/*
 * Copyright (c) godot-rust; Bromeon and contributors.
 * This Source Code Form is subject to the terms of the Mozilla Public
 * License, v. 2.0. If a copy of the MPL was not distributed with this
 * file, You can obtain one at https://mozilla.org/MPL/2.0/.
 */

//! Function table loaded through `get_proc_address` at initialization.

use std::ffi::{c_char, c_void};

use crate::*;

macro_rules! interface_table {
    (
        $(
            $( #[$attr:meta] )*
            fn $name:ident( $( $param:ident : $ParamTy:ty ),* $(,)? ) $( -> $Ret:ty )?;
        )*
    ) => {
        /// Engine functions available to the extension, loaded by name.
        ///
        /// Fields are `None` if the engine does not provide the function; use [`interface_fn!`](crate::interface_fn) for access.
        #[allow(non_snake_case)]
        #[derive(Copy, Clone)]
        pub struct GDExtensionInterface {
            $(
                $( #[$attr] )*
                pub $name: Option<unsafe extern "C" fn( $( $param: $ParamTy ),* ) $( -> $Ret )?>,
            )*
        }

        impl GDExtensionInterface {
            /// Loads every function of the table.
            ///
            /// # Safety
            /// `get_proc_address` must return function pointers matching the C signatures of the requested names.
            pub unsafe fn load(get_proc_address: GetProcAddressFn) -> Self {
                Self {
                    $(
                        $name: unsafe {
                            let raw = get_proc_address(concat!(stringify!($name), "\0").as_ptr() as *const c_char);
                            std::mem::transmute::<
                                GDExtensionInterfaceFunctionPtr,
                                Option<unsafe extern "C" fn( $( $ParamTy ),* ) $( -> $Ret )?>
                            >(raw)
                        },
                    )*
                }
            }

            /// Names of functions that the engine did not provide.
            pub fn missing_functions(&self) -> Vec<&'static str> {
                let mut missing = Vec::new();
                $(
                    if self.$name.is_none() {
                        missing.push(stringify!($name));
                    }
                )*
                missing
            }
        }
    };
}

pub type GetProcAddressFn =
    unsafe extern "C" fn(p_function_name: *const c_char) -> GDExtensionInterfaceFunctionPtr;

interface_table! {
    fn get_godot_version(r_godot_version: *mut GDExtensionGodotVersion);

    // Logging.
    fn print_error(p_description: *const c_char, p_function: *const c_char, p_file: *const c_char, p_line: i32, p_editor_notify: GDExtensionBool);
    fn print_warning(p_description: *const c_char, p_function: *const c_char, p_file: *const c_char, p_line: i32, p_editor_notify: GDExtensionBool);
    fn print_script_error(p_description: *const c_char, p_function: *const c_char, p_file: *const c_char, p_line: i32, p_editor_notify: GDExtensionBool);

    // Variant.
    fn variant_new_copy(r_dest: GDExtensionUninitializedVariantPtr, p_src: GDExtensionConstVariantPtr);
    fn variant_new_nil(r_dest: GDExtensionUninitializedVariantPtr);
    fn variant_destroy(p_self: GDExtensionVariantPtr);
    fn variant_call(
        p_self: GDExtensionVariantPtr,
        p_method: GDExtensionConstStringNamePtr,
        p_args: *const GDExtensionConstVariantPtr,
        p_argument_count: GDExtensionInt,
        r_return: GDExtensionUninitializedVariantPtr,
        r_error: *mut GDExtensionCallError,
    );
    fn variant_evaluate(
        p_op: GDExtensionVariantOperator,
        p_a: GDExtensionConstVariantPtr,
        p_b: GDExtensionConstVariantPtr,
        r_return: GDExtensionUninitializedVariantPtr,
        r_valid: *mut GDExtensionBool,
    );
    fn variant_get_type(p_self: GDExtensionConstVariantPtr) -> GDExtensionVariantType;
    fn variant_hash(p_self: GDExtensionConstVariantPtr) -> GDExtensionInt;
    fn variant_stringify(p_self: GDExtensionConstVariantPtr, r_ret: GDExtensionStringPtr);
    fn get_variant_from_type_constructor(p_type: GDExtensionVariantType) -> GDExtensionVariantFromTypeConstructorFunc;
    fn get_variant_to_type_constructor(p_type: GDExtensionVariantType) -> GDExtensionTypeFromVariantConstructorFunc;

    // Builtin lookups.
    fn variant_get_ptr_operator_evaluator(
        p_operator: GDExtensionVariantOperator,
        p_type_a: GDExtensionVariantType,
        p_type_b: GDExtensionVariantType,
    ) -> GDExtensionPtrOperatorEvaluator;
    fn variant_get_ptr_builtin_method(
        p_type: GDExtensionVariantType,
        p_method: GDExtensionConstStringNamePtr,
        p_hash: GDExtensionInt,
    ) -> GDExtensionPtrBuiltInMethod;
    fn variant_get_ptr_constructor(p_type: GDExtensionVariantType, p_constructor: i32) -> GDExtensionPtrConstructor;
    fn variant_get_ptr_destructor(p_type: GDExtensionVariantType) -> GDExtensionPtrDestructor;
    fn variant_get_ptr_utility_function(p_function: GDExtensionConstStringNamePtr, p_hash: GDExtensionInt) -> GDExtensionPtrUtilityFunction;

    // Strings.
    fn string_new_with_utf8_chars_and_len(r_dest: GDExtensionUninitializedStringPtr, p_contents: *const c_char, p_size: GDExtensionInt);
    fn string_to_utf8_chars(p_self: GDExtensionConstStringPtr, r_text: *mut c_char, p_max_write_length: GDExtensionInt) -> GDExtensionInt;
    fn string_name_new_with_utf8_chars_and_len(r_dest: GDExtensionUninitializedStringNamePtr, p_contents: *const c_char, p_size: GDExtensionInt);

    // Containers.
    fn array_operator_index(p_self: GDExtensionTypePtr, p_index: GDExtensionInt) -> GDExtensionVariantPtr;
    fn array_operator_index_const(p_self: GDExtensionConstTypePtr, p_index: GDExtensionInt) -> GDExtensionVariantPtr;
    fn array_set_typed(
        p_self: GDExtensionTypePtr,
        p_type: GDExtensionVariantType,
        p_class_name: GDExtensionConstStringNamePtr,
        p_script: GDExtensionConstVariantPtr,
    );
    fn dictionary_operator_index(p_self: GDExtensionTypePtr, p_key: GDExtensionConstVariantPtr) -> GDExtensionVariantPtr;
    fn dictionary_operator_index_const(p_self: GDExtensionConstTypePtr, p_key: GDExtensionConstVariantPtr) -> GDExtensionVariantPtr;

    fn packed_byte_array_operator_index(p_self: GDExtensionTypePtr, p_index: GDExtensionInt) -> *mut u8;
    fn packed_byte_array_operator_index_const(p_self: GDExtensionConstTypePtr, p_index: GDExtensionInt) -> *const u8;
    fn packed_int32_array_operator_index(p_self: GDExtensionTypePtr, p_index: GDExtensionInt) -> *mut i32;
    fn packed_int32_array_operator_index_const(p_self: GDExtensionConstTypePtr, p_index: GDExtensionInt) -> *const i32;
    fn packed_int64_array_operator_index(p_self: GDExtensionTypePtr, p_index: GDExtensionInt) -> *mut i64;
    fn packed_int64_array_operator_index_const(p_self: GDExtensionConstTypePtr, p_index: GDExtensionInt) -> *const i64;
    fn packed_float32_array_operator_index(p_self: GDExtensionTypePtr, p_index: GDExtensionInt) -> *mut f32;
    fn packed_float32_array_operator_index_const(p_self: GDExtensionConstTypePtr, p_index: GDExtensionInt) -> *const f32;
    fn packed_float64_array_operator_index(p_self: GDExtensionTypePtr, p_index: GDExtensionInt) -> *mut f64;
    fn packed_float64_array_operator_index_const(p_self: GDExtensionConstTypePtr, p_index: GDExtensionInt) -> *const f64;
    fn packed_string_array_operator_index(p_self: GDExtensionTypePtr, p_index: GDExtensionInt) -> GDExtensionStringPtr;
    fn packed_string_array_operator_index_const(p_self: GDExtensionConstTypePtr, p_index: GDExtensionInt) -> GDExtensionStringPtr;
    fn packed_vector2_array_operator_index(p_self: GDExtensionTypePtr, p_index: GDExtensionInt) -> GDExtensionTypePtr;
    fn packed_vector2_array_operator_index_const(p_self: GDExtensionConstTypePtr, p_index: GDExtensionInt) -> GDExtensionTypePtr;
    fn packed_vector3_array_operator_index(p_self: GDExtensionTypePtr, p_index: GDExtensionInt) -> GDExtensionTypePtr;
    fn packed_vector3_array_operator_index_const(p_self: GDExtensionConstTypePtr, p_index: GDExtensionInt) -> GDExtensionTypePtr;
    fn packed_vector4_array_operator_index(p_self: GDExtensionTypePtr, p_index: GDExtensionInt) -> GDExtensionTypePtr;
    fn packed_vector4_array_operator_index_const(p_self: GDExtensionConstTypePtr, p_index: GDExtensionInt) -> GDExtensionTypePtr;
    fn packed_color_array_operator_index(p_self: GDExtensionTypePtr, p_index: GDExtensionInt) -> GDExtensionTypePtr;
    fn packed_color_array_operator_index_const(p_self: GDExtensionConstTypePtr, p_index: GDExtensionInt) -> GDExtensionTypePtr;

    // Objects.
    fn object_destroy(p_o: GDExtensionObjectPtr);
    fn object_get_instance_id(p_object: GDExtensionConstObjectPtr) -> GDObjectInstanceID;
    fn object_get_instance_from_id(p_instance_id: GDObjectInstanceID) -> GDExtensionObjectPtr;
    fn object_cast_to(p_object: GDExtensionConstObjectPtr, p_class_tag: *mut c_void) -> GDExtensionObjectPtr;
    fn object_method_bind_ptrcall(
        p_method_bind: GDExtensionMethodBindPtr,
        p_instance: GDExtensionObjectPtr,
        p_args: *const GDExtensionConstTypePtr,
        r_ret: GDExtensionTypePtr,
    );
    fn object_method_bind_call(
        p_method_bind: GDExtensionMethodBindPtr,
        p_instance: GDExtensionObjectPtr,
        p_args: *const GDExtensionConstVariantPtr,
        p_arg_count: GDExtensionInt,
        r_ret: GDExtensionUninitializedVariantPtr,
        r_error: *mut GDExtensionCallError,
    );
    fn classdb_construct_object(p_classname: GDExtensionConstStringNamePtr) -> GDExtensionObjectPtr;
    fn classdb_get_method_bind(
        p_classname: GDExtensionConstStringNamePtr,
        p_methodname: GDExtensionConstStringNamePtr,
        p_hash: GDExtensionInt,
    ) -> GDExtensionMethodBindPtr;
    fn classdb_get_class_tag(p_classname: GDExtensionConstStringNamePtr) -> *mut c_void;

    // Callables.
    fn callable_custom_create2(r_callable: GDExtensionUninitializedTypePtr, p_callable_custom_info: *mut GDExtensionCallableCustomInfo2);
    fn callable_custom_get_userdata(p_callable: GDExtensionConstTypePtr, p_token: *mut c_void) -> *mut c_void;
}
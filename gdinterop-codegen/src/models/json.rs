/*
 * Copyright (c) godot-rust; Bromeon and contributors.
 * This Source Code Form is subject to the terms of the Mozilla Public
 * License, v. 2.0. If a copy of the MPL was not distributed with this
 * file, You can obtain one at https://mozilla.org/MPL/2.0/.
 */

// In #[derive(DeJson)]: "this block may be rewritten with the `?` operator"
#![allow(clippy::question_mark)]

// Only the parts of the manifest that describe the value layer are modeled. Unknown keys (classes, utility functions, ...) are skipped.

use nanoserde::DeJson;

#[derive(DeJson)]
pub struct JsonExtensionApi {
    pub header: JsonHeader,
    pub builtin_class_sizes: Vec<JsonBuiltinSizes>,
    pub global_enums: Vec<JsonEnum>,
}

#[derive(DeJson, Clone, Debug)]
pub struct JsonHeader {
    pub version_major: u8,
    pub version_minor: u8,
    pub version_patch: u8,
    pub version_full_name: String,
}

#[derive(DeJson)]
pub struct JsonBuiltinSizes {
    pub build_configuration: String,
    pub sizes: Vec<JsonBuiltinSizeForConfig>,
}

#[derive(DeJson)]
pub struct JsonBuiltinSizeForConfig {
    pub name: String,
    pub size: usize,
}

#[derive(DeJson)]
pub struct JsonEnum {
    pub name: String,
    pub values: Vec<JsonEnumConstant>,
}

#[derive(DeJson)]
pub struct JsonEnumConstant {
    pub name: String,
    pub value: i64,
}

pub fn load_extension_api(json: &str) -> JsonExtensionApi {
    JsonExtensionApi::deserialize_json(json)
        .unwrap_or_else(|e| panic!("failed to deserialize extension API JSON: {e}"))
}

□ □ □

Work order:
Looking at the records above, how many lines have the word "allow" in them? State the number only.

Task output:
2